(Saved data entries)
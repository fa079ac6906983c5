//! # Attack Data Model
//!
//! Request, credential and result types shared by the runner, the parser
//! and the persister.

use crate::utils::epoch_seconds;
use chrono::{DateTime, Utc};
use serde::{Deserialize, Serialize};
use std::fmt;
use std::path::PathBuf;
use std::time::Duration;

/// Where hydra takes logins or passwords from
#[derive(Debug, Clone, PartialEq, Eq)]
pub enum CredentialSource {
    /// A single literal value (`-l` / `-p`)
    Single(String),
    /// A wordlist file (`-L` / `-P`)
    File(PathBuf),
}

impl CredentialSource {
    pub fn single(value: impl Into<String>) -> Self {
        Self::Single(value.into())
    }

    pub fn file(path: impl Into<PathBuf>) -> Self {
        Self::File(path.into())
    }
}

/// Parameters of one attack
///
/// Optional knobs left as `None` fall back to the runner's
/// [`HydraConfig`](crate::config::HydraConfig).
#[derive(Debug, Clone, Default)]
pub struct AttackRequest {
    pub ip: Option<String>,
    pub hostname: Option<String>,
    pub protocol: String,
    pub login: Option<CredentialSource>,
    pub password: Option<CredentialSource>,
    pub port: Option<u16>,
    pub tasks: Option<u32>,
    pub stop_on_success: Option<bool>,
    pub timeout: Option<Duration>,
}

impl AttackRequest {
    /// Attack against an IP address
    pub fn ip(ip: impl Into<String>, protocol: impl Into<String>) -> Self {
        Self {
            ip: Some(ip.into()),
            protocol: protocol.into(),
            ..Self::default()
        }
    }

    /// Attack against a hostname
    pub fn hostname(hostname: impl Into<String>, protocol: impl Into<String>) -> Self {
        Self {
            hostname: Some(hostname.into()),
            protocol: protocol.into(),
            ..Self::default()
        }
    }

    pub fn with_login(mut self, login: CredentialSource) -> Self {
        self.login = Some(login);
        self
    }

    pub fn with_password(mut self, password: CredentialSource) -> Self {
        self.password = Some(password);
        self
    }

    pub fn with_port(mut self, port: u16) -> Self {
        self.port = Some(port);
        self
    }

    pub fn with_tasks(mut self, tasks: u32) -> Self {
        self.tasks = Some(tasks);
        self
    }

    pub fn with_stop_on_success(mut self, stop: bool) -> Self {
        self.stop_on_success = Some(stop);
        self
    }

    pub fn with_timeout(mut self, timeout: Duration) -> Self {
        self.timeout = Some(timeout);
        self
    }

    /// Whatever target was supplied, valid or not, for error reporting
    pub fn raw_target(&self) -> String {
        match (&self.ip, &self.hostname) {
            (Some(ip), None) => ip.clone(),
            (None, Some(hostname)) => hostname.clone(),
            (Some(ip), Some(hostname)) => format!("{}/{}", ip, hostname),
            (None, None) => String::new(),
        }
    }
}

/// A login found by hydra
#[derive(Debug, Clone, PartialEq, Serialize, Deserialize)]
pub struct Credential {
    #[serde(default)]
    pub port: String,
    /// Absent for password-only services such as SNMP
    #[serde(default, skip_serializing_if = "Option::is_none")]
    pub username: Option<String>,
    pub password: String,
    pub timestamp: DateTime<Utc>,
}

/// Lifecycle of a single attack
#[derive(Debug, Clone, Copy, PartialEq, Eq, Serialize, Deserialize)]
#[serde(rename_all = "lowercase")]
pub enum AttackStatus {
    Pending,
    Running,
    /// At least one credential was found
    Success,
    /// Hydra ran to completion without finding anything
    Completed,
    Timeout,
    Failed,
}

impl AttackStatus {
    pub fn is_terminal(self) -> bool {
        !matches!(self, AttackStatus::Pending | AttackStatus::Running)
    }
}

impl fmt::Display for AttackStatus {
    fn fmt(&self, f: &mut fmt::Formatter<'_>) -> fmt::Result {
        let name = match self {
            AttackStatus::Pending => "pending",
            AttackStatus::Running => "running",
            AttackStatus::Success => "success",
            AttackStatus::Completed => "completed",
            AttackStatus::Timeout => "timeout",
            AttackStatus::Failed => "failed",
        };
        f.write_str(name)
    }
}

/// Outcome of one attack invocation
///
/// Created `pending`, filled while hydra runs, frozen once a terminal
/// status is set.
#[derive(Debug, Clone, PartialEq, Serialize, Deserialize)]
pub struct AttackResult {
    pub target: String,
    pub protocol: String,
    pub port: Option<u16>,
    pub credentials: Vec<Credential>,
    pub start_time: f64,
    pub end_time: Option<f64>,
    pub status: AttackStatus,
    pub error: Option<String>,
}

impl AttackResult {
    pub fn new(target: impl Into<String>, protocol: impl Into<String>, port: Option<u16>) -> Self {
        Self {
            target: target.into(),
            protocol: protocol.into(),
            port,
            credentials: Vec::new(),
            start_time: epoch_seconds(),
            end_time: None,
            status: AttackStatus::Pending,
            error: None,
        }
    }

    /// A result that failed before hydra was launched
    pub fn failed(
        target: impl Into<String>,
        protocol: impl Into<String>,
        port: Option<u16>,
        error: impl Into<String>,
    ) -> Self {
        let mut result = Self::new(target, protocol, port);
        result.finish(AttackStatus::Failed, Some(error.into()));
        result
    }

    pub fn mark_running(&mut self) {
        if self.status == AttackStatus::Pending {
            self.status = AttackStatus::Running;
        }
    }

    /// Append a credential; ignored once the result is finalized
    pub fn add_credential(&mut self, credential: Credential) {
        if !self.status.is_terminal() {
            self.credentials.push(credential);
        }
    }

    /// Set the terminal status and stamp `end_time`
    ///
    /// `Success` without credentials is recorded as `Completed`. Calls after
    /// the first terminal status are ignored.
    pub fn finish(&mut self, status: AttackStatus, error: Option<String>) {
        if self.status.is_terminal() {
            return;
        }

        self.status = match status {
            AttackStatus::Success if self.credentials.is_empty() => AttackStatus::Completed,
            other => other,
        };
        self.error = error;
        self.end_time = Some(epoch_seconds());
    }

    pub fn is_success(&self) -> bool {
        self.status == AttackStatus::Success
    }

    /// Wall-clock duration in seconds, once finished
    pub fn duration_secs(&self) -> Option<f64> {
        self.end_time.map(|end| (end - self.start_time).max(0.0))
    }
}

**THE TASK:** Which of the lines above include the string "struct"? Pick them out and copy them.

**ANSWER BELOW:**
pub struct AttackRequest {
pub struct Credential {
pub struct AttackResult {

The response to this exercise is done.